Add `approx_top_k` aggregate based on the (Filtered) Space-Saving algorithm, and use it in histogram #12653

Mytherin · 2024-06-23T07:55:20Z

This PR implements the approx_top_k function using the Space-Saving algorithm, specifically the Filtered Space-Saving variant. This algorithm tries to to find the k most frequently occurring values without having to keep all distinct elements in memory (which is required to exactly find the most frequently occurring elements in a data stream).

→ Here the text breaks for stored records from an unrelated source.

//! The end-to-end extraction pipeline.
//!
//! One run is fully sequential and awaited end-to-end: trigger gate →
//! window fetch → single provider invocation → parse → merge → persist →
//! busy-flag clear. There is no fire-and-forget step, and the busy flag is
//! released on every exit path. Errors never cross this boundary as `Err`:
//! they are classified, captured into the session's `last_error`, and
//! emitted to observers as [`PipelineEvent::PipelineError`].

use std::sync::Arc;
use std::time::Instant;

use tracing::debug;

use colloquy_core::{
    defaults, ConversationStore, ErrorKind, EventBus, InsightRecord, PipelineEvent, Result,
};
use colloquy_inference::{parse, AnalysisProvider, AnalysisRequest};

use crate::merge::{merge, MergeResult};
use crate::persist::PersistenceCoordinator;
use crate::trigger::{BeginRun, SubjectSession};

/// Why a run did not start.
#[derive(Debug, Clone, Copy, PartialEq, Eq)]
pub enum SkipReason {
    /// Fewer than `threshold` new units and the run was not forced.
    BelowThreshold,
    /// Another run is in flight for this subject.
    AlreadyAnalyzing,
    /// The subject has no input units at all.
    NoInput,
}

/// Outcome of one pipeline run.
#[derive(Debug)]
pub enum RunOutcome {
    /// Analysis ran; `added` holds the newly persisted records (possibly
    /// empty when every candidate was a duplicate).
    Completed { added: Vec<InsightRecord> },
    /// The trigger policy declined to start.
    Skipped(SkipReason),
    /// A forced run with fewer than the hard minimum of input units; no
    /// provider invocation was spent.
    InsufficientData,
    /// Analysis was attempted and failed; already reported to observers.
    Failed { kind: ErrorKind, message: String },
}

impl RunOutcome {
    /// Whether the run completed and persisted its result.
    pub fn is_completed(&self) -> bool {
        matches!(self, RunOutcome::Completed { .. })
    }
}

/// Orchestrates extraction runs over per-subject sessions.
pub struct ExtractionPipeline {
    provider: Arc<dyn AnalysisProvider>,
    conversation: Arc<dyn ConversationStore>,
    coordinator: PersistenceCoordinator,
    bus: Arc<EventBus>,
}

impl ExtractionPipeline {
    /// Create a pipeline over the given collaborators.
    pub fn new(
        provider: Arc<dyn AnalysisProvider>,
        conversation: Arc<dyn ConversationStore>,
        coordinator: PersistenceCoordinator,
        bus: Arc<EventBus>,
    ) -> Self {
        Self {
            provider,
            conversation,
            coordinator,
            bus,
        }
    }

    /// Run the pipeline once for a subject session.
    pub async fn run(
        &self,
        session: &SubjectSession,
        invoker_id: &str,
        forced: bool,
    ) -> RunOutcome {
        let subject_id = session.subject_id().to_string();

        let total = match self.conversation.unit_count(&subject_id).await {
            Ok(total) => total,
            Err(e) => return self.fail_before_attempt(session, e),
        };
        let new_count = total.saturating_sub(session.last_analyzed_count());

        match session.try_begin_run(new_count, total, forced) {
            BeginRun::Started => {}
            BeginRun::AlreadyAnalyzing => {
                debug!(subject_id = %subject_id, "Extraction skipped: run already in flight");
                return RunOutcome::Skipped(SkipReason::AlreadyAnalyzing);
            }
            BeginRun::BelowThreshold => {
                debug!(
                    subject_id = %subject_id,
                    new_count,
                    threshold = session.threshold(),
                    "Extraction skipped: below threshold"
                );
                return RunOutcome::Skipped(SkipReason::BelowThreshold);
            }
            BeginRun::NoInput => return RunOutcome::Skipped(SkipReason::NoInput),
        }

        // The busy flag is held from here on; every path below releases it.

        if forced && total < defaults::HARD_MIN_UNITS {
            // Never spend a provider invocation on too little data. Not an
            // attempted analysis: last_analyzed_count stays untouched.
            session.finish_unattempted();
            return RunOutcome::InsufficientData;
        }

        let start = Instant::now();
        match self.attempt(session, invoker_id).await {
            Ok(added) => {
                let latency_ms = start.elapsed().as_millis() as u64;
                session.finish_success(total, added.len() as u64, latency_ms);
                RunOutcome::Completed { added }
            }
            Err(e) => {
                let kind = e.kind_or_default();
                let message = e.to_string();
                session.finish_failure(total, message.clone());
                self.bus.emit(PipelineEvent::PipelineError {
                    subject_id,
                    kind,
                    message: message.clone(),
                });
                RunOutcome::Failed { kind, message }
            }
        }
    }

    /// One attempted analysis: invoke, parse, merge, persist.
    ///
    /// On a persistence failure the optimistically inserted pendings are
    /// discarded, leaving the session's insight set exactly as it was.
    async fn attempt(
        &self,
        session: &SubjectSession,
        invoker_id: &str,
    ) -> Result<Vec<InsightRecord>> {
        let window = self
            .conversation
            .recent_units(session.subject_id(), defaults::ANALYSIS_WINDOW_MAX_UNITS)
            .await?;

        // Exactly one provider attempt; re-invocation only via a new trigger.
        let response = self
            .provider
            .analyze(&AnalysisRequest {
                units: window.clone(),
                subject_id: session.subject_id().to_string(),
                invoker_id: invoker_id.to_string(),
            })
            .await?;

        let candidates = parse(&response.raw_text)?;

        let existing = session.local_candidates();
        let MergeResult { added, .. } = merge(&existing, &candidates);
        debug!(
            subject_id = session.subject_id(),
            parsed = candidates.len(),
            added = added.len(),
            "Merged parsed candidates"
        );

        if added.is_empty() {
            return Ok(Vec::new());
        }

        session.append_pending(&added);
        let local_ids: Vec<String> = added.iter().map(|c| c.id.clone()).collect();

        match self
            .coordinator
            .persist(
                session.container_id(),
                session.subject_id(),
                invoker_id,
                &window,
                &added,
            )
            .await
        {
            Ok(persisted) => {
                session.promote(&persisted);
                Ok(persisted.into_iter().map(|p| p.record).collect())
            }
            Err(e) => {
                session.discard_pending(&local_ids);
                Err(e)
            }
        }
    }

    /// Report an error raised before the busy flag was taken.
    fn fail_before_attempt(
        &self,
        session: &SubjectSession,
        error: colloquy_core::Error,
    ) -> RunOutcome {
        let kind = error.kind_or_default();
        let message = error.to_string();
        session.note_error(message.clone());
        self.bus.emit(PipelineEvent::PipelineError {
            subject_id: session.subject_id().to_string(),
            kind,
            message: message.clone(),
        });
        RunOutcome::Failed { kind, message }
    }
}
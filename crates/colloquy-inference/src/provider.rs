//! Analysis provider trait and request/response types.

use async_trait::async_trait;

use colloquy_core::{ChatUnit, Result};

/// Input for one analysis invocation.
///
/// The caller caps `units` at the sliding-window maximum; older context is
/// dropped, not summarized.
#[derive(Debug, Clone)]
pub struct AnalysisRequest {
    /// The most recent input units for the subject, oldest first.
    pub units: Vec<ChatUnit>,
    /// The channel/meeting the analysis is scoped to.
    pub subject_id: String,
    /// The user on whose behalf the analysis runs.
    pub invoker_id: String,
}

/// Successful analysis output: a raw textual payload for the parser.
#[derive(Debug, Clone)]
pub struct AnalysisResponse {
    pub raw_text: String,
}

/// Backend capable of extracting insights from conversational text.
///
/// Implementations make exactly one attempt per call; no retry or backoff
/// exists at this layer — re-invocation only happens via a new trigger.
/// Failures are classified at this boundary: `Api` for a faulted call,
/// `Validation` for an empty/malformed success envelope, `Network` for a
/// transport failure.
#[async_trait]
pub trait AnalysisProvider: Send + Sync {
    /// Run one analysis over the request's unit window.
    async fn analyze(&self, req: &AnalysisRequest) -> Result<AnalysisResponse>;

    /// Check if the provider is reachable.
    async fn health_check(&self) -> Result<bool>;

    /// Get the model name being used.
    fn model_name(&self) -> &str;
}

/// Build the extraction prompt for a unit window.
///
/// The instructions pin the wire format the parser consumes: blocks
/// separated by a `---` line, a `#` heading title, and `Context:`/`Tags:`
/// labelled subsections.
pub fn build_analysis_prompt(req: &AnalysisRequest) -> String {
    let mut transcript = String::new();
    for unit in &req.units {
        transcript.push_str(&format!(
            "[{}] {}: {}\n",
            unit.timestamp.format("%H:%M"),
            unit.author_name,
            unit.text
        ));
    }

    format!(
        "You are analyzing a conversation to extract durable insights \
         (decisions, action items, open questions, notable facts).\n\
         \n\
         Conversation:\n{transcript}\n\
         Write each insight as a block separated by a line containing only ---\n\
         Each block must have this shape:\n\
         # <short title>\n\
         Context:\n\
         <one or two sentences of supporting context>\n\
         Tags: <comma-separated tags, may be empty>\n\
         \n\
         Output only the blocks. If nothing is worth extracting, output nothing."
    )
}

#[cfg(test)]
mod tests {
    use super::*;
    use chrono::Utc;

    fn unit(author: &str, text: &str) -> ChatUnit {
        ChatUnit {
            text: text.to_string(),
            author_name: author.to_string(),
            timestamp: Utc::now(),
        }
    }

    #[test]
    fn test_prompt_includes_transcript() {
        let req = AnalysisRequest {
            units: vec![unit("ada", "we should ship friday"), unit("lin", "agreed")],
            subject_id: "meeting-1".to_string(),
            invoker_id: "user-1".to_string(),
        };

        let prompt = build_analysis_prompt(&req);
        assert!(prompt.contains("ada: we should ship friday"));
        assert!(prompt.contains("lin: agreed"));
    }

    #[test]
    fn test_prompt_pins_wire_format() {
        let req = AnalysisRequest {
            units: vec![],
            subject_id: "m".to_string(),
            invoker_id: "u".to_string(),
        };

        let prompt = build_analysis_prompt(&req);
        assert!(prompt.contains("---"));
        assert!(prompt.contains("Context:"));
        assert!(prompt.contains("Tags:"));
    }
}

Generally when the differences between frequently occurring values are large, this algorithm is guaranteed to find the most frequent values (i.e. for skewed data). When they are small (i.e. for uniform data), different values might be returned. The main idea is that finding the most frequently occurring values is only really interesting in skewed data sets anyway.

Syntax:

approx_top_k(column, k)

Algorithm

It is described in the paper in more detail - but essentially the way the algorithm works is to maintain an exact count of a subset of the values (called the "monitored values"). In our implementation we choose to monitor up to k * 3 values in the current implementation. The higher the monitor count, the more memory used, but the more accurate the result.

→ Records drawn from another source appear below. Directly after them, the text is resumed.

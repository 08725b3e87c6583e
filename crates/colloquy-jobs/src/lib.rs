//! # colloquy-jobs
//!
//! Analysis job execution and the insight-extraction pipeline for colloquy.
//!
//! This crate provides:
//! - Job handlers and the two execution strategies (inline and deferred)
//! - The deferred [`JobWorker`] with concurrent claim-and-execute
//! - The polling [`JobWatcher`] converging each watched job on a terminal
//!   state with exactly-once teardown
//! - The extraction trigger, per-subject sessions, dedup/merge, and the
//!   persistence coordinator behind [`ExtractionPipeline`]
//!
//! ## Example
//!
//! ```ignore
//! use std::sync::Arc;
//! use colloquy_core::{EventBus, JobKind, SubmitJobRequest};
//! use colloquy_db::Database;
//! use colloquy_jobs::{JobRunner, JobWatcher, PollingJobWatcher, QueuedRunner, WorkerBuilder};
//!
//! let db = Database::connect("postgres://...").await?;
//! let store = Arc::new(db.jobs);
//! let bus = Arc::new(EventBus::default());
//!
//! // Deferred strategy: worker executes, callers poll.
//! let worker = WorkerBuilder::new(store.clone(), bus.clone()).build().await;
//! let handle = worker.start();
//!
//! let runner = QueuedRunner::new(store.clone());
//! let job_id = runner
//!     .submit(SubmitJobRequest::new(JobKind::Transcription, "meeting-42", "user-7"))
//!     .await?;
//!
//! let watcher = PollingJobWatcher::new(store, bus);
//! let job = watcher.watch(job_id).wait_terminal().await?;
//!
//! handle.shutdown().await?;
//! ```

pub mod handler;
pub mod merge;
pub mod persist;
pub mod pipeline;
pub mod runner;
pub mod trigger;
pub mod watcher;
pub mod worker;

// Re-export core types
pub use colloquy_core::*;

pub use handler::{JobContext, JobHandler, JobResult, NoOpHandler};
pub use merge::{merge, MergeResult};
pub use persist::{PersistedInsight, PersistenceCoordinator};
pub use pipeline::{ExtractionPipeline, RunOutcome, SkipReason};
pub use runner::{InlineRunner, JobRunner, QueuedRunner};
pub use trigger::{should_trigger, ExtractionState, SessionInsight, SubjectSession};
pub use watcher::{JobWatch, JobWatcher, PollingJobWatcher};
pub use worker::{JobWorker, WorkerBuilder, WorkerConfig, WorkerHandle};

/// Default polling interval for job status watches (milliseconds).
pub const DEFAULT_POLL_INTERVAL_MS: u64 = colloquy_core::defaults::JOB_POLL_INTERVAL_MS;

When a new value is seen, there are essentially two paths:

If the value is monitored, increment the exact count of that value
If the value is not monitored, swap the replace the monitored entry with the lowest count with the new value and set the count to lowest_count + 1

The idea is that frequent values will bubble up and be monitored, while less frequent values will swap around in the lower slots of the counters.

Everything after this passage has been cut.